Thank you Survive with Color and Maria, I really appreciate your compassion, and your willingness to share as well. It does help to know that your experience with a diagnosis was only helpful, not harmful. I don't actually have a diagnosis yet, but have also been fiercely resistant to anything other than "PMDD" and trauma in my therapy and psychiatry sessions. I do know that the meds I was on that typically help someone with bipolar truly made me feel like shit. It confused my psychiatrist. But he too has seen that being off them has helped me breathe again. I still sense and ultimately know there's something wrong with the way I approach life - but I don't think my team and I have landed on it yet.

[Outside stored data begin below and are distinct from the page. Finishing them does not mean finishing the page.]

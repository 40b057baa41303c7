//! XSLT steps executed by an external processor.
//!
//! The processor is invoked as `<processor> --nonet <stylesheet> -`, the
//! calling convention of `xsltproc`: the fragment goes to stdin and the
//! result document comes back on stdout.

use std::path::PathBuf;
use std::process::Stdio;
use std::time::Duration;

use async_trait::async_trait;
use tokio::io::AsyncWriteExt;
use tokio::process::Command;
use tracing::debug;

use super::MetadataTransform;
use crate::{Error, Result};

/// Default processor executable
pub const DEFAULT_PROCESSOR: &str = "xsltproc";

/// A stylesheet applied through an external XSLT processor
pub struct XsltStylesheet {
    processor: String,
    stylesheet: PathBuf,
    name: String,
    timeout: Duration,
}

impl XsltStylesheet {
    /// Stylesheet at `stylesheet`, run by `processor` with a per-call deadline
    #[must_use]
    pub fn new(processor: impl Into<String>, stylesheet: impl Into<PathBuf>, timeout: Duration) -> Self {
        let stylesheet = stylesheet.into();
        Self {
            processor: processor.into(),
            name: stylesheet.display().to_string(),
            stylesheet,
            timeout,
        }
    }
}

#[async_trait]
impl MetadataTransform for XsltStylesheet {
    fn name(&self) -> &str {
        &self.name
    }

    async fn apply(&self, input: &str) -> Result<String> {
        let mut child = Command::new(&self.processor)
            .arg("--nonet")
            .arg(&self.stylesheet)
            .arg("-")
            .stdin(Stdio::piped())
            .stdout(Stdio::piped())
            .stderr(Stdio::piped())
            .kill_on_drop(true)
            .spawn()
            .map_err(|e| Error::Transform(format!("Failed to spawn {}: {e}", self.processor)))?;

        let mut stdin = child
            .stdin
            .take()
            .ok_or_else(|| Error::Transform("Failed to get processor stdin".to_string()))?;
        let payload = input.as_bytes().to_vec();
        let writer = tokio::spawn(async move {
            let written = stdin.write_all(&payload).await;
            drop(stdin);
            written
        });

        let output = tokio::time::timeout(self.timeout, child.wait_with_output())
            .await
            .map_err(|_| {
                Error::BackendTimeout(format!("{} timed out after {:?}", self.name, self.timeout))
            })?
            .map_err(|e| Error::Transform(format!("{}: {e}", self.name)))?;

        // A processor may exit before consuming all input; its exit status decides.
        if let Ok(Err(e)) = writer.await {
            debug!(stylesheet = %self.name, error = %e, "Processor closed stdin early");
        }

        if !output.status.success() {
            let stderr = String::from_utf8_lossy(&output.stderr);
            return Err(Error::Transform(format!(
                "{} failed ({}): {}",
                self.name,
                output.status,
                stderr.trim()
            )));
        }

        String::from_utf8(output.stdout)
            .map_err(|e| Error::Transform(format!("{} returned invalid UTF-8: {e}", self.name)))
    }
}

#[cfg(test)]
mod tests {
    use super::*;

    #[tokio::test]
    async fn test_missing_processor_is_transform_error() {
        let step = XsltStylesheet::new(
            "/nonexistent/xslt-processor",
            "identity.xsl",
            Duration::from_secs(5),
        );
        let err = step.apply("<m/>").await.unwrap_err();
        assert!(matches!(err, Error::Transform(_)));
        assert_eq!(step.name(), "identity.xsl");
    }

    #[cfg(unix)]
    #[tokio::test]
    async fn test_failing_processor_reports_status() {
        // `false` ignores its arguments and exits 1
        let step = XsltStylesheet::new("false", "any.xsl", Duration::from_secs(5));
        let err = step.apply("<m/>").await.unwrap_err();
        assert!(err.to_string().contains("any.xsl failed"));
    }

    #[cfg(unix)]
    #[tokio::test]
    async fn test_slow_processor_times_out() {
        use std::os::unix::fs::PermissionsExt;

        let dir = tempfile::tempdir().unwrap();
        let processor = dir.path().join("slow-xslt");
        std::fs::write(&processor, "#!/bin/sh\nexec sleep 10\n").unwrap();
        std::fs::set_permissions(&processor, std::fs::Permissions::from_mode(0o755)).unwrap();

        let step = XsltStylesheet::new(
            processor.display().to_string(),
            "any.xsl",
            Duration::from_millis(200),
        );
        let err = step.apply("<m/>").await.unwrap_err();
        assert!(matches!(err, Error::BackendTimeout(_)), "{err}");
        assert_eq!(err.status_code(), reqwest::StatusCode::GATEWAY_TIMEOUT);
    }
}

The Body Keeps the Score has been on my list - I started reading it about 6 months ago but stopped for some reason. Maybe it was too close to home. Might be time to bring it back to the top! Thank you again.

KatMax profile image
KatMax

Also - these virtual hugs across the miles are somehow extremely comforting. Thank you.

Maria_at_APP profile image
Maria_at_APPModerator in reply to KatMax

Ah KatMax, I am glad you are being comforted by the support here. Good luck on your journey of self discovery. We are here whenever you need us

SammySeal profile image
SammySeal

Hi KatMax

Thank you for sharing that, it certainly resonated with me. You have already had some kind and useful responses, but I just wanted to add that since my PP episode, I have been diagnosed with cPTSD (from a traumatic childhood) and Borderline Personality Disorder (along with existing diagnoses of depression and anxiety). I would say for me, I had all of these disorders prior to my PP episode, even if I hadn't yet been diagnosed with some of them.

I wish you all the best and please do continue to use this forum, as we are here to listen and support each other.